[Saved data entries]

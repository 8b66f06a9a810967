use crate::error::{ScrapeError, ScrapeResult};
use anyhow::Context;
use headless_chrome::{Browser, LaunchOptions, Tab};
use std::env;
use std::ffi::OsStr;
use std::path::PathBuf;
use std::sync::Arc;
use std::time::Duration;
use tempfile::TempDir;
use tracing::{debug, info};

/// Upper bound for one navigation.
pub const PAGE_LOAD_TIMEOUT: Duration = Duration::from_secs(30);
/// Shorter bound for a dynamic-content wait after navigation.
pub const WIDGET_TIMEOUT: Duration = Duration::from_secs(20);

const USER_AGENT: &str = "Mozilla/5.0 (Windows NT 10.0; Win64; x64) AppleWebKit/537.36 \
                          (KHTML, like Gecko) Chrome/120.0.0.0 Safari/537.36";

/// Standard install locations, tried after the CHROME_BINARY override.
const CHROME_PATHS: [&str; 4] = [
    "/usr/bin/google-chrome",
    "/usr/bin/google-chrome-stable",
    "/usr/bin/chromium",
    "/usr/bin/chromium-browser",
];

fn find_chrome_binary() -> Option<PathBuf> {
    if let Ok(path) = env::var("CHROME_BINARY") {
        let path = PathBuf::from(path);
        if path.is_file() {
            return Some(path);
        }
    }
    CHROME_PATHS.iter().map(PathBuf::from).find(|p| p.is_file())
}

/// One browser process and the tab all operations run in.
///
/// Lazily launched on first use, reused across calls, torn down on
/// `close()`. At most one browser per session; the temp profile directory
/// lives exactly as long as the process.
pub struct RenderSession {
    browser: Option<Browser>,
    tab: Option<Arc<Tab>>,
    profile_dir: Option<TempDir>,
    current_url: Option<String>,
}

impl RenderSession {
    pub fn new() -> Self {
        Self {
            browser: None,
            tab: None,
            profile_dir: None,
            current_url: None,
        }
    }

    /// Idempotent: launches the browser on first call, afterwards returns
    /// the existing tab handle.
    pub fn ensure_open(&mut self) -> ScrapeResult<Arc<Tab>> {
        if self.tab.is_none() {
            self.launch()?;
        }
        self.tab
            .as_ref()
            .map(Arc::clone)
            .ok_or_else(|| ScrapeError::Unclassified("browser tab unavailable after launch".into()))
    }

    fn launch(&mut self) -> ScrapeResult<()> {
        info!("Launching headless Chrome...");

        let profile = tempfile::tempdir().context("Failed to create browser profile dir")?;
        let binary = find_chrome_binary();
        if let Some(path) = &binary {
            debug!(path = %path.display(), "using Chrome binary");
        }

        let extra_args = vec![
            OsStr::new("--disable-dev-shm-usage"),
            OsStr::new("--disable-gpu"),
            OsStr::new("--disable-software-rasterizer"),
            OsStr::new("--lang=az-AZ"),
        ];
        let options = LaunchOptions::default_builder()
            .headless(true)
            .sandbox(false)
            .window_size(Some((1920, 1080)))
            .path(binary)
            .user_data_dir(Some(profile.path().to_path_buf()))
            .args(extra_args)
            // the session is reused across tool calls; never idle-kill it
            .idle_browser_timeout(Duration::from_secs(86_400))
            .build()
            .context("Failed to build launch options")?;

        let browser = Browser::new(options).context("Failed to launch Chrome browser")?;
        let tab = browser.new_tab().context("Failed to open browser tab")?;
        tab.set_default_timeout(PAGE_LOAD_TIMEOUT);
        tab.set_user_agent(USER_AGENT, Some("az-AZ,az;q=0.9,en;q=0.8"), None)
            .context("Failed to set user agent")?;

        self.profile_dir = Some(profile);
        self.browser = Some(browser);
        self.tab = Some(tab);
        Ok(())
    }

    /// Load a URL. Does not wait for dynamic content; follow with
    /// [`wait_for`](Self::wait_for).
    pub fn navigate(&mut self, url: &str) -> ScrapeResult<()> {
        let tab = self.ensure_open()?;
        self.current_url = Some(url.to_string());
        debug!(%url, "navigating");
        tab.navigate_to(url).map_err(|e| self.classify(e))?;
        tab.wait_until_navigated().map_err(|e| self.classify(e))?;
        Ok(())
    }

    /// Bounded poll for one element to appear in the live DOM.
    pub fn wait_for(&mut self, css: &str, timeout: Duration) -> ScrapeResult<()> {
        let tab = self.ensure_open()?;
        tab.wait_for_element_with_custom_timeout(css, timeout)
            .map(|_| ())
            .map_err(|e| self.classify(e))
    }

    /// Capture the rendered document for pure parsing.
    pub fn page_html(&mut self) -> ScrapeResult<String> {
        let tab = self.ensure_open()?;
        Ok(tab.get_content()?)
    }

    /// Exceeded waits surface as `PageLoadTimeout` with the URL that was
    /// being loaded, so callers can retry or report it distinctly.
    fn classify(&self, err: anyhow::Error) -> ScrapeError {
        let text = err.to_string().to_lowercase();
        if text.contains("timeout") || text.contains("timed out") || text.contains("never came") {
            ScrapeError::PageLoadTimeout {
                url: self.current_url.clone().unwrap_or_default(),
            }
        } else {
            ScrapeError::Browser(err)
        }
    }

    /// Terminate the browser process and drop the temp profile. Safe to
    /// call when already closed.
    pub fn close(&mut self) {
        if self.browser.take().is_some() {
            info!("Closing browser session");
        }
        self.tab = None;
        self.profile_dir = None;
        self.current_url = None;
    }
}

impl Default for RenderSession {
    fn default() -> Self {
        Self::new()
    }
}

#[cfg(test)]
mod tests {
    use super::*;

    #[test]
    fn close_without_launch_is_a_noop() {
        let mut session = RenderSession::new();
        session.close();
        session.close();
    }

    #[test]
    fn wait_errors_classify_as_page_load_timeout() {
        let mut session = RenderSession::new();
        session.current_url = Some("https://turbo.az/autos".to_string());
        let err = session.classify(anyhow::anyhow!("The event waited for never came"));
        match err {
            ScrapeError::PageLoadTimeout { url } => assert_eq!(url, "https://turbo.az/autos"),
            other => panic!("expected PageLoadTimeout, got {other:?}"),
        }
    }

    #[test]
    fn non_timeout_errors_stay_unclassified_browser_failures() {
        let session = RenderSession::new();
        let err = session.classify(anyhow::anyhow!("connection refused"));
        assert!(matches!(err, ScrapeError::Browser(_)));
    }
}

■ **EXERCISE DIRECTIONS**: Copy exactly the lines that run from the first line of the data to the line containing "pub const WIDGET_TIMEOUT: Duration", please, with both ends included and nothing else.

■ **PROBLEM SOLUTION**:
repository 8b66f06a9a810967
use crate::error::{ScrapeError, ScrapeResult};
use anyhow::Context;
use headless_chrome::{Browser, LaunchOptions, Tab};
use std::env;
use std::ffi::OsStr;
use std::path::PathBuf;
use std::sync::Arc;
use std::time::Duration;
use tempfile::TempDir;
use tracing::{debug, info};

/// Upper bound for one navigation.
pub const PAGE_LOAD_TIMEOUT: Duration = Duration::from_secs(30);
/// Shorter bound for a dynamic-content wait after navigation.
pub const WIDGET_TIMEOUT: Duration = Duration::from_secs(20);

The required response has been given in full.